GOAL OF THE EXERCISE
Please filter the data down to the lines that include the word "reqwest" and copy them.

DATA
//! Sentence synthesis: the external voice service seam and the
//! bounded-concurrency scheduler that drives it.

mod scheduler;
mod service;

use std::sync::LazyLock;
use std::time::Duration;

use regex::Regex;

pub use scheduler::{JobResult, JobUpdate, SynthesisScheduler};
pub use service::{HttpSpeechService, SpeechService, SynthesisError};

/// Decoded audio for one sentence: mono f32 samples plus their rate.
///
/// This is the "audio handle" that moves from the scheduler to the playback
/// engine; the engine owns it from the moment the job is ready until the
/// sentence has been consumed.
#[derive(Debug, Clone, PartialEq)]
pub struct AudioClip {
    pub samples: Vec<f32>,
    pub sample_rate: u32,
}

impl AudioClip {
    /// Playback duration of the clip.
    pub fn duration(&self) -> Duration {
        if self.sample_rate == 0 {
            return Duration::ZERO;
        }
        Duration::from_secs_f64(self.samples.len() as f64 / self.sample_rate as f64)
    }
}

/// Matches a short leading `label:` clause, e.g. `whisper: come closer`.
static DIRECTIVE_PREFIX: LazyLock<Regex> =
    LazyLock::new(|| Regex::new(r"^[A-Za-z][A-Za-z0-9_-]{0,15}:\s+").unwrap());

/// Strip a leading `<label>: ` tone/style directive from text bound for the
/// voice service.
///
/// The heuristic is ambiguous by nature (any short colon-prefixed clause
/// matches), so it is opt-in via configuration; displayed text is never
/// altered, only what is synthesized.
pub fn strip_tone_directive(text: &str) -> &str {
    match DIRECTIVE_PREFIX.find(text) {
        Some(m) => &text[m.end()..],
        None => text,
    }
}
//! Incremental sentence segmenter for streamed model output.

/// Terminal punctuation that always ends a sentence, including wide variants.
const TERMINALS: &[char] = &['.', '!', '?', '。', '！', '？', '．', '…', '‥', '\n'];

/// Comma-class separators. These split a sentence only when at least one
/// word character precedes them in the current candidate (see `feed`).
const COMMA_CLASS: &[char] = &[',', '，', '、', ';', '；'];

/// Closing quotes/brackets that a boundary absorbs before the next sentence.
const TRAILERS: &[char] = &['"', '\'', '”', '’', '」', '』', ')', '）', ']', '】', '»'];

/// Splits an incremental text stream into sentences.
///
/// One instance is scoped to a single response session. Deltas of any size
/// may be fed; the segmenter keeps the unconsumed tail internally, so the
/// emitted sentence boundaries are identical regardless of how the text was
/// chunked. Call [`SentenceSegmenter::flush`] at end-of-stream to recover the
/// final partial sentence.
#[derive(Debug, Default)]
pub struct SentenceSegmenter {
    buf: String,
}

impl SentenceSegmenter {
    pub fn new() -> Self {
        Self::default()
    }

    /// Append a delta and return every sentence completed by it, in order.
    ///
    /// A boundary is a terminal mark (or a guarded comma-class separator)
    /// followed by its run of closing quotes/brackets and whitespace. The
    /// boundary is only committed once a character *beyond* that run has been
    /// seen; a run still touching the end of the buffer may grow when the
    /// next delta arrives, so it is retained. This is what makes segmentation
    /// invariant under arbitrary chunking.
    pub fn feed(&mut self, delta: &str) -> Vec<String> {
        self.buf.push_str(delta);

        let chars: Vec<char> = self.buf.chars().collect();
        let mut sentences = Vec::new();
        let mut start = 0;
        let mut i = 0;

        while i < chars.len() {
            let c = chars[i];
            let is_terminal = TERMINALS.contains(&c);
            let is_comma = COMMA_CLASS.contains(&c);

            if !is_terminal && !is_comma {
                i += 1;
                continue;
            }

            // A comma at the start of a fragment (e.g. a chunk boundary that
            // landed mid-punctuation) is ordinary text, not a boundary.
            if is_comma && !chars[start..i].iter().any(|ch| ch.is_alphanumeric()) {
                i += 1;
                continue;
            }

            // Absorb closing quotes/brackets and whitespace into the boundary.
            let mut end = i + 1;
            while end < chars.len() && (TRAILERS.contains(&chars[end]) || chars[end].is_whitespace()) {
                end += 1;
            }

            if end == chars.len() {
                // The boundary run touches the buffer end and may still grow.
                break;
            }

            let sentence: String = chars[start..end].iter().collect();
            let sentence = sentence.trim();
            if !sentence.is_empty() {
                sentences.push(sentence.to_string());
            }

            start = end;
            i = end;
        }

        if start > 0 {
            self.buf = chars[start..].iter().collect();
        }

        sentences
    }

    /// Flush the retained tail at end-of-stream.
    ///
    /// Returns the final partial sentence, if any text remains after
    /// trimming. The buffer is emptied either way.
    pub fn flush(&mut self) -> Option<String> {
        let tail = std::mem::take(&mut self.buf);
        let tail = tail.trim();
        if tail.is_empty() { None } else { Some(tail.to_string()) }
    }

    /// Discard all buffered text (session reset).
    pub fn clear(&mut self) {
        self.buf.clear();
    }
}
//! Streaming chat client.

use anyhow::{Context, Result};
use serde_json::{Value, json};
use tracing::{debug, info};

/// Chat client holding the companion conversation.
///
/// Responses are requested in streaming mode; the caller reads the
/// line-framed event stream off the returned response body.
pub struct ChatClient {
    client: reqwest::Client,
    url: String,
    model: String,
    system_prompt: String,
    history: Vec<Value>, // Conversation history as role/content pairs
    pending_user: Option<String>,
    max_history: usize,
}

impl ChatClient {
    /// Create a new chat client.
    ///
    /// # Arguments
    /// * `client` - Shared HTTP client
    /// * `url` - Chat completion endpoint
    /// * `model` - Model name
    /// * `system_prompt` - Companion persona preamble
    /// * `max_history` - Maximum retained exchanges
    pub fn new(client: reqwest::Client, url: String, model: String, system_prompt: String, max_history: usize) -> Self {
        info!("Chat endpoint: {} (model {})", url, model);
        Self { client, url, model, system_prompt, history: Vec::new(), pending_user: None, max_history }
    }

    /// Start a streaming completion for a user message.
    ///
    /// # Returns
    /// The raw HTTP response; its body is the event stream.
    ///
    /// # Errors
    /// Returns an error if the request fails or the endpoint rejects it.
    pub async fn begin_stream(&mut self, message: &str) -> Result<reqwest::Response> {
        debug!("User: {}", message);

        let mut messages = vec![json!({ "role": "system", "content": self.system_prompt })];
        messages.extend(self.history.iter().cloned());
        messages.push(json!({ "role": "user", "content": message }));

        let body = json!({
            "model": self.model,
            "messages": messages,
            "stream": true,
        });

        let response = self
            .client
            .post(&self.url)
            .json(&body)
            .send()
            .await
            .context("Chat request failed")?
            .error_for_status()
            .context("Chat endpoint rejected request")?;

        self.pending_user = Some(message.to_string());
        Ok(response)
    }

    /// Record the assembled assistant reply once the stream has ended.
    pub fn record_reply(&mut self, reply: &str) {
        debug!("Assistant: {}", reply);

        if let Some(user) = self.pending_user.take() {
            self.history.push(json!({ "role": "user", "content": user }));
            self.history.push(json!({ "role": "assistant", "content": reply }));
        }

        // Trim oldest exchanges beyond the limit
        while self.history.len() > self.max_history * 2 {
            self.history.remove(0);
            if !self.history.is_empty() {
                self.history.remove(0);
            }
        }
    }
}
//! Ordered playback engine.
//!
//! A classic reorder buffer: synthesis jobs complete in any order, the
//! engine consumes them strictly by sequence. One procedure, attempt-advance,
//! runs on every trigger (a job finishing, a playback ending, a gate
//! lifting); a re-entrancy guard keeps playback serialized without a lock.

use std::collections::BTreeMap;
use std::sync::Arc;
use std::time::Duration;

use rand::Rng;
use tokio::sync::mpsc;
use tokio::task::JoinHandle;
use tracing::{debug, info, warn};

use super::{AudioSink, PipelineEvent, RevealTimer};
use crate::synth::{AudioClip, JobResult, JobUpdate};

/// Tuning for the playback engine.
#[derive(Debug, Clone)]
pub struct EngineConfig {
    /// Per-character floor used to estimate the reveal duration.
    pub reveal_per_char: Duration,
    /// Reveal is rescheduled only when the true audio duration drifts from
    /// the estimate by more than this.
    pub reveal_threshold: Duration,
    /// Randomized pause after an interjection, before the main queue opens.
    pub interjection_pause_ms: (u64, u64),
}

impl Default for EngineConfig {
    fn default() -> Self {
        Self {
            reveal_per_char: Duration::from_millis(45),
            reveal_threshold: Duration::from_millis(250),
            interjection_pause_ms: (250, 750),
        }
    }
}

/// Control messages into the engine task.
#[derive(Debug)]
pub enum EngineCommand {
    /// The session's last sentence has been submitted; `total` sentences
    /// exist in all.
    Flushed { generation: u64, total: u64 },
    /// Start a new session generation; discard everything from the old one.
    Reset { generation: u64 },
    /// Secondary voice to play before the main queue begins.
    Interjection { clip: AudioClip },
    /// Internal: the clip for `sequence` finished playing.
    PlaybackFinished { generation: u64, sequence: u64 },
    /// Internal: the interjection (plus its pause) is over.
    InterjectionFinished { generation: u64 },
}

/// A completed-but-not-yet-consumed job in the reorder buffer.
enum Slot {
    Ready { text: String, clip: AudioClip },
    Failed { text: String },
}

/// Handle to a running engine task.
pub struct PlaybackEngine {
    cmd_tx: mpsc::UnboundedSender<EngineCommand>,
    handle: JoinHandle<()>,
}

impl PlaybackEngine {
    /// Spawn the engine task.
    ///
    /// # Arguments
    /// * `sink` - Audio output for ready clips
    /// * `config` - Engine tuning
    /// * `job_rx` - Job completions from the synthesis scheduler
    /// * `events` - Outbound pipeline events
    pub fn spawn(
        sink: Arc<dyn AudioSink>,
        config: EngineConfig,
        job_rx: mpsc::UnboundedReceiver<JobUpdate>,
        events: mpsc::UnboundedSender<PipelineEvent>,
    ) -> Self {
        let (cmd_tx, cmd_rx) = mpsc::unbounded_channel();
        let state = EngineState {
            sink,
            config,
            events,
            cmd_tx: cmd_tx.clone(),
            generation: 0,
            cursor: 0,
            slots: BTreeMap::new(),
            playing: None,
            gate_held: false,
            expected_total: None,
            done: false,
            started: false,
            reveal: RevealTimer::new(),
        };
        let handle = tokio::spawn(state.run(job_rx, cmd_rx));
        Self { cmd_tx, handle }
    }

    /// Sender for control commands.
    pub fn commands(&self) -> mpsc::UnboundedSender<EngineCommand> {
        self.cmd_tx.clone()
    }

    /// Stop the engine task and wait for it to finish.
    ///
    /// The task is aborted rather than drained: the engine keeps an internal
    /// command sender for its own playback-finished notices, so its channel
    /// never closes on its own.
    pub async fn shutdown(self) {
        self.handle.abort();
        let _ = self.handle.await;
    }
}
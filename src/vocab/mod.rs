//! Closed vocabularies used as field types across the effect model.
//!
//! Every enum here is string-backed: the wire string is both the decode
//! key and the encode value, and it is unique within its enum.
//!
//! ## Key Types
//!
//! - `Element`: Elemental types plus the `omni`, `physical` and
//!   `infused` bookkeeping pseudo-elements
//! - `TalentType`: Talent kinds, accepting the `A`/`E`/`Q` short aliases
//! - `EffectType`: The discriminator of the effect family
//! - `SidelineTarget` / `SidelineLocation`: Which board entity and whose side

use std::str::FromStr;

use strum::IntoEnumIterator;

use crate::error::ModelError;

/// A closed, string-backed vocabulary.
///
/// Decoding accepts every spelling the enum knows (including aliases);
/// encoding always produces the canonical spelling.
pub trait WireEnum:
    Copy + Eq + FromStr + IntoEnumIterator + Into<&'static str> + 'static
{
    /// Human-readable vocabulary name, used in error messages.
    const KIND: &'static str;

    /// Decode a wire string.
    fn decode(wire: &str) -> Result<Self, ModelError> {
        Self::from_str(wire).map_err(|_| ModelError::unknown_enum(Self::KIND, wire))
    }

    /// Encode to the canonical wire string.
    fn encode(self) -> &'static str {
        self.into()
    }

    /// All canonical wire strings, in declaration order.
    fn wire_values() -> Vec<&'static str> {
        Self::iter().map(Self::encode).collect()
    }
}

/// Implement [`WireEnum`] and string-based serde for a strum enum.
///
/// Reaches the submodules below through textual scope, so it must stay
/// above their `mod` declarations.
macro_rules! wire_enum {
    ($ty:ty, $kind:literal) => {
        impl $crate::vocab::WireEnum for $ty {
            const KIND: &'static str = $kind;
        }

        impl ::serde::Serialize for $ty {
            fn serialize<S>(&self, serializer: S) -> Result<S::Ok, S::Error>
            where
                S: ::serde::Serializer,
            {
                serializer.serialize_str($crate::vocab::WireEnum::encode(*self))
            }
        }

        impl<'de> ::serde::Deserialize<'de> for $ty {
            fn deserialize<D>(deserializer: D) -> Result<Self, D::Error>
            where
                D: ::serde::Deserializer<'de>,
            {
                let wire = <String as ::serde::Deserialize>::deserialize(deserializer)?;
                <$ty as $crate::vocab::WireEnum>::decode(&wire).map_err(::serde::de::Error::custom)
            }
        }
    };
}

mod card;
mod effect_type;
mod element;
mod sideline;
mod trigger;

pub use card::{CardEffectAttachType, CardPosition, CardType, EquipmentType, TalentType};
pub use effect_type::EffectType;
pub use element::Element;
pub use sideline::{SidelineLocation, SidelineTarget};
pub use trigger::{EffectTrigger, ReactionType};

OUTPUT
    client: reqwest::Client,
    pub fn new(client: reqwest::Client, url: String, model: String, system_prompt: String, max_history: usize) -> Self {
    pub async fn begin_stream(&mut self, message: &str) -> Result<reqwest::Response> {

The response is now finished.